Martin O’Malley’s Response
After Simon’s interview came out, it earned cursory glances from a few mainstream media outlets but nowhere near the attention it should have been given, as it linked an upcoming presidential candidate with parts of Baltimore reduced to a smoking ruin.
For example, the Huffington Post gave the accusations against Martin O’Malley a scant 549 words, which included a response from O’Malley’s press flack:
David Simon is a great fiction writer and television producer but facts matter in a debate as serious as this — many of his claims were already debunked by the Washington Post in 2006.
The Huffington Post doesn’t seem to have followed up on that story, however. The 2006 WaPo article does not exonerate Martin O’Malley.
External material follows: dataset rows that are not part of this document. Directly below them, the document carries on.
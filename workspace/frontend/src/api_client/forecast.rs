use ::common::ForecastResponse;
use crate::api_client;

/// Get the health history and the latest forecast
pub async fn get_forecast() -> Result<ForecastResponse, String> {
    log::trace!("Fetching forecast");
    let result: Result<ForecastResponse, String> = api_client::get("/forecast/").await;
    match &result {
        Ok(forecast) => log::info!("Fetched forecast with {} history snapshots", forecast.history.len()),
        Err(e) => log::error!("Failed to fetch forecast: {}", e),
    }
    result
}
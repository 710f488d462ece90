//! Plot series construction.
//!
//! The chart plots the recorded history followed by one synthetic point for
//! the forecast. Positions are ordinal: history entry `i` sits at position
//! `i` and the forecast sits at `N`, the history length.

use chrono::{DateTime, Utc};
use common::{timestamp::parse_timestamp, HistoryEntry};
use serde::Serialize;

use crate::error::{ChartError, Result};

/// A recorded health snapshot, ready for plotting.
#[derive(Debug, Clone, PartialEq)]
pub struct HistoryPoint {
    pub timestamp: Option<DateTime<Utc>>,
    pub health: f64,
    pub stability: Option<f64>,
}

impl HistoryPoint {
    pub fn new(timestamp: Option<DateTime<Utc>>, health: f64, stability: Option<f64>) -> Self {
        Self {
            timestamp,
            health,
            stability,
        }
    }
}

/// Maps wire history entries into plot-ready points.
///
/// A non-finite stability index is treated as absent; a non-finite health
/// score makes the whole history unusable.
pub fn map_history(entries: &[HistoryEntry]) -> Result<Vec<HistoryPoint>> {
    entries
        .iter()
        .enumerate()
        .map(|(index, entry)| {
            if !entry.health_score.is_finite() {
                return Err(ChartError::InvalidHistory { index });
            }
            Ok(HistoryPoint {
                timestamp: parse_timestamp(&entry.timestamp),
                health: entry.health_score,
                stability: entry.stability_index.filter(|value| value.is_finite()),
            })
        })
        .collect()
}

#[derive(Debug, Clone, Copy, PartialEq, Eq, Serialize)]
#[serde(rename_all = "lowercase")]
pub enum PointKind {
    Historical,
    Forecast,
}

#[derive(Debug, Clone, PartialEq)]
pub struct PlotPoint {
    pub position: usize,
    pub value: f64,
    pub stability: Option<f64>,
    pub timestamp: Option<DateTime<Utc>>,
    pub kind: PointKind,
}

/// History points followed by the synthetic forecast point.
///
/// Always holds at least two points: one recorded snapshot and the forecast.
#[derive(Debug, Clone, PartialEq)]
pub struct PlotSeries {
    points: Vec<PlotPoint>,
}

impl PlotSeries {
    pub fn build(history: &[HistoryPoint], forecast_next: f64) -> Result<Self> {
        if history.is_empty() {
            return Err(ChartError::EmptyHistory);
        }

        let mut points: Vec<PlotPoint> = history
            .iter()
            .enumerate()
            .map(|(position, point)| PlotPoint {
                position,
                value: point.health,
                stability: point.stability,
                timestamp: point.timestamp,
                kind: PointKind::Historical,
            })
            .collect();

        points.push(PlotPoint {
            position: history.len(),
            value: forecast_next,
            stability: None,
            timestamp: None,
            kind: PointKind::Forecast,
        });

        Ok(Self { points })
    }

    pub fn points(&self) -> &[PlotPoint] {
        &self.points
    }

    pub fn len(&self) -> usize {
        self.points.len()
    }

    pub fn is_empty(&self) -> bool {
        self.points.is_empty()
    }

    pub fn get(&self, index: usize) -> Option<&PlotPoint> {
        self.points.get(index)
    }

    /// Number of recorded snapshots, which is also the forecast's position.
    pub fn history_len(&self) -> usize {
        self.points.len() - 1
    }

    /// The recorded part of the series, drawn solid.
    pub fn historical(&self) -> &[PlotPoint] {
        &self.points[..self.history_len()]
    }

    /// Last recorded point and the forecast point, drawn dashed.
    pub fn forecast_segment(&self) -> &[PlotPoint] {
        &self.points[self.points.len() - 2..]
    }

    pub fn forecast_point(&self) -> &PlotPoint {
        &self.points[self.history_len()]
    }

    pub fn last_actual(&self) -> &PlotPoint {
        &self.points[self.history_len() - 1]
    }

    /// Plotted values, history and forecast alike.
    pub fn values(&self) -> impl Iterator<Item = f64> + '_ {
        self.points.iter().map(|point| point.value)
    }
}
//! Timestamp helpers for the analytics payloads.
//!
//! The backend emits ISO-8601 strings both with an explicit offset
//! (`2026-01-01T00:00:05Z`) and without one (`2026-01-01T00:00:05.123456`).
//! Naive timestamps are interpreted as UTC.

use chrono::{DateTime, NaiveDateTime, SecondsFormat, Utc};

const NAIVE_FORMATS: [&str; 3] = [
    "%Y-%m-%dT%H:%M:%S%.f",
    "%Y-%m-%d %H:%M:%S%.f",
    "%Y-%m-%dT%H:%M",
];

/// Parses an analytics timestamp, returning `None` when it matches no known format.
pub fn parse_timestamp(raw: &str) -> Option<DateTime<Utc>> {
    let raw = raw.trim();
    if raw.is_empty() {
        return None;
    }

    if let Ok(parsed) = DateTime::parse_from_rfc3339(raw) {
        return Some(parsed.with_timezone(&Utc));
    }

    let parsed = NAIVE_FORMATS
        .iter()
        .find_map(|format| NaiveDateTime::parse_from_str(raw, format).ok())
        .map(|naive| naive.and_utc());

    if parsed.is_none() {
        tracing::trace!(raw, "unrecognised timestamp format");
    }
    parsed
}

/// Formats an instant the way the snapshot server stamps its responses.
pub fn format_timestamp(instant: DateTime<Utc>) -> String {
    instant.to_rfc3339_opts(SecondsFormat::Micros, true)
}
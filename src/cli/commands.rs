pub mod inspect;
pub mod render;
pub mod serve;

pub use inspect::inspect;
pub use render::render;
pub use serve::serve;

use anyhow::{Context, Result};
use common::ForecastResponse;
use std::path::Path;
use tracing::debug;

use crate::handlers::response_timestamp;
use crate::snapshots::SnapshotStore;

/// Loads a forecast response from a saved response file or a data directory.
pub async fn load_response(input: &Path) -> Result<ForecastResponse> {
    if input.is_dir() {
        debug!("Assembling forecast from data directory {}", input.display());
        let store = SnapshotStore::new(input);
        return Ok(store.forecast_response(&response_timestamp()).await?);
    }

    let raw = tokio::fs::read_to_string(input)
        .await
        .with_context(|| format!("failed to read {}", input.display()))?;
    serde_json::from_str(&raw).with_context(|| format!("{} is not a forecast response", input.display()))
}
Instead, it confirms that a review produced evidence supporting exactly the sort of accusations Simon made in his interview:
Police concede that internal audits have exposed problems, including an undercounting of rapes in 2002, which raised the total from 178 to 211.
The 2002 audit was back in the news last week, when a former police commissioner, Kevin P. Clark, said in a WBAL-TV (Channel 11) interview that he ran into resistance from top O’Malley aides when pushing for additional audits that might show “substantial problems in the way that crime was counted in the city.”
Team O’Malley goes on in the article to smear whistleblower Clark, apparently hoping no one would actually read the article they touted to defend their candidate.
Any journalist thinking of covering Martin O’Malley’s upcoming run for the White House needs to read the Simon interview and then start asking O’Malley some tough questions, with followups.
If O’Malley were a Republican, it’s certain that they media would go over every inch of his record with a fine-tooth comb.
But Martin O’Malley is Democrat.
That means it’s up to citizen journalists and dedicated voters to do the research themselves. There’s no better place to start then with David Simon’s account of the damage O’Malley’s ambition did to the city of Baltimore.